METAPHORA / MÉTAPHORE
La Metaphore est le premier & le principal de tous les Tropes ; elle se fait en transferant un nom ou un Verbe du lieu où il est propre pour le faire servir à une chose à laquelle il n’est point propre ; ce qui se fait, ou parce que cette chose n’a point de nom propre ou parce que ce Trope est plus élegant, plus fort & plus energique que le propre ; ainsi on se sert de la Metaphore, ou par necessité, ou pour l’ornément.
La necessité force les Vignerons & les Jardiniers d’appeller les bourgeons des vignes perles, & de dire que les fruits ont soif, & qu’ils sont malades : Et on dit par metaphore qu’un homme est dur, aspre & ardent.
Pour la beauté, on dit le brillant de l’Oraison, la splendeur d’une lignée, le torrent de l’Eloquence.
Et pour rendre le discours plus fort & plus énergique, on dit arracher du cœur. J’ay arraché de mon coeur tous les desirs d’acquerir du bien.
La metaphore se fait en donnant à des choses inanimée les noms qui appartiennent à d’autres choses aussi inanimées.
Arcade fit une playe tres-profonde aux droits & aux libertez de l’Eglise.
Et à une chose animée le nom d’une autre, qui est aussi animée, comme d’appeller Gouverneur celuy qui monte un cheval pour le dompter, au lieu de l’appeller Escuyer.
Aux choses animées le nom de celles qui sont inanimées.
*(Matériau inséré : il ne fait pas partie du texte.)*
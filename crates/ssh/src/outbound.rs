//! The write half of a connection.
//!
//! All packets leave through one [`Outbound`], whose lock serializes
//! writes so that sequence numbers and cipher state advance in the same
//! order the packets hit the wire.
//!
//! While a key exchange is running the outbound side is *held*: only
//! transport-layer messages (1-49, minus the service messages) are
//! written, everything else is queued in order and flushed once the new
//! keys are in place (RFC 4253 Section 7.1). The queue is bounded; once
//! it holds `queue_limit` bytes, [`Outbound::is_queue_full`] tells the
//! router to make senders wait for the exchange instead.

use crate::kex::{newkeys_payload, RekeyLimits};
use crate::lock;
use crate::message::allowed_during_kex;
use crate::packet::PacketWriter;
use crate::pipeline::CipherPipeline;
use fynx_platform::{FynxError, FynxResult};
use std::collections::VecDeque;
use std::sync::Mutex;
use tracing::{debug, trace};

struct OutboundState {
    writer: PacketWriter,
    holding: bool,
    queued: VecDeque<Vec<u8>>,
    queued_bytes: usize,
    queue_limit: usize,
    closed: bool,
}

impl OutboundState {
    fn write(&mut self, payload: &[u8]) -> FynxResult<()> {
        if self.closed {
            return Err(FynxError::UnexpectedTermination(
                "Connection is closed".to_string(),
            ));
        }
        let result = self.writer.write_packet(payload);
        if result.is_err() {
            self.closed = true;
        }
        result
    }
}

/// Serialized packet writer with key-exchange queueing.
pub struct Outbound {
    state: Mutex<OutboundState>,
}

impl std::fmt::Debug for Outbound {
    fn fmt(&self, f: &mut std::fmt::Formatter<'_>) -> std::fmt::Result {
        let state = lock(&self.state);
        f.debug_struct("Outbound")
            .field("holding", &state.holding)
            .field("queued", &state.queued.len())
            .field("queued_bytes", &state.queued_bytes)
            .field("closed", &state.closed)
            .finish()
    }
}

impl Outbound {
    /// Wraps a packet writer. At most `queue_limit` payload bytes are
    /// queued during a key exchange before the queue reports full.
    pub fn new(writer: PacketWriter, queue_limit: usize) -> Self {
        Self {
            state: Mutex::new(OutboundState {
                writer,
                holding: false,
                queued: VecDeque::new(),
                queued_bytes: 0,
                queue_limit,
                closed: false,
            }),
        }
    }

    /// Sends a payload, queueing it if a key exchange holds it back.
    pub fn send(&self, payload: &[u8]) -> FynxResult<()> {
        let mut state = lock(&self.state);
        let type_byte = payload.first().copied().unwrap_or(0);
        if state.holding && !allowed_during_kex(type_byte) {
            if state.closed {
                return Err(FynxError::UnexpectedTermination(
                    "Connection is closed".to_string(),
                ));
            }
            trace!(type_byte, queued = state.queued.len() + 1, "Queued during key exchange");
            state.queued_bytes += payload.len();
            state.queued.push_back(payload.to_vec());
            return Ok(());
        }
        state.write(payload)
    }

    /// Sends a transport-layer payload immediately, even while held.
    pub fn send_transport(&self, payload: &[u8]) -> FynxResult<()> {
        lock(&self.state).write(payload)
    }

    /// Best-effort send that gives up if another thread holds the writer.
    ///
    /// Used for the final DISCONNECT while tearing down, where a writer
    /// blocked on a dead peer must not stall the teardown.
    pub fn try_send_transport(&self, payload: &[u8]) -> bool {
        match self.state.try_lock() {
            Ok(mut state) => state.write(payload).is_ok(),
            Err(_) => false,
        }
    }

    /// Starts queueing non-transport payloads.
    pub fn hold(&self) {
        lock(&self.state).holding = true;
    }

    /// Returns true while non-transport payloads are being queued.
    pub fn is_holding(&self) -> bool {
        lock(&self.state).holding
    }

    /// Number of payloads waiting for the key exchange to finish.
    pub fn queued(&self) -> usize {
        lock(&self.state).queued.len()
    }

    /// Returns true if a payload of type `type_byte` would be queued and
    /// the queue has reached its limit.
    pub fn is_queue_full(&self, type_byte: u8) -> bool {
        let state = lock(&self.state);
        state.holding
            && !state.closed
            && !allowed_during_kex(type_byte)
            && state.queued_bytes >= state.queue_limit
    }

    /// Writes SSH_MSG_NEWKEYS and installs the new outbound keys under
    /// the same lock, so no packet can slip in between.
    pub fn switch_keys(&self, next: CipherPipeline) -> FynxResult<()> {
        let mut state = lock(&self.state);
        state.write(&newkeys_payload())?;
        state.writer.install(next);
        debug!(
            cipher = state.writer.pipeline().cipher_name(),
            "Outbound keys installed"
        );
        Ok(())
    }

    /// Stops holding and flushes everything queued, in order.
    pub fn release(&self) -> FynxResult<()> {
        let mut state = lock(&self.state);
        state.holding = false;
        state.queued_bytes = 0;
        let queued = std::mem::take(&mut state.queued);
        if !queued.is_empty() {
            debug!(count = queued.len(), "Flushing payloads queued during key exchange");
        }
        for payload in queued {
            state.write(&payload)?;
        }
        Ok(())
    }

    /// Returns true once the outbound pipeline reaches a rekey threshold.
    pub fn rekey_due(&self, limits: &RekeyLimits) -> bool {
        lock(&self.state).writer.pipeline().rekey_due(limits)
    }

    /// Starts a delayed compressor on the outbound pipeline.
    pub fn enable_delayed_compression(&self) -> bool {
        lock(&self.state).writer.pipeline_mut().enable_delayed_compression()
    }

    /// Refuses all further writes and drops anything queued.
    pub fn close(&self) {
        let mut state = lock(&self.state);
        state.closed = true;
        state.queued.clear();
        state.queued_bytes = 0;
    }

    /// Returns true once closed or after a write failed.
    pub fn is_closed(&self) -> bool {
        lock(&self.state).closed
    }
}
Si on leur a fait des aumônes, elles n’ont esté bien souvent que le canal par ou elles passoient.
Enfin quand on donne aux choses inanimées des noms qui n’appartient qu’à celles qui sont animées.
Comme on voit un Rocher dont l’orgueilleuse teste,
Ne pouvoir resister au fort de la tempeste.
Ou bien,
Tantost la mer ouvroit ses entrailles profondes,
Tantost la mer rompoit la prison de ses ondes.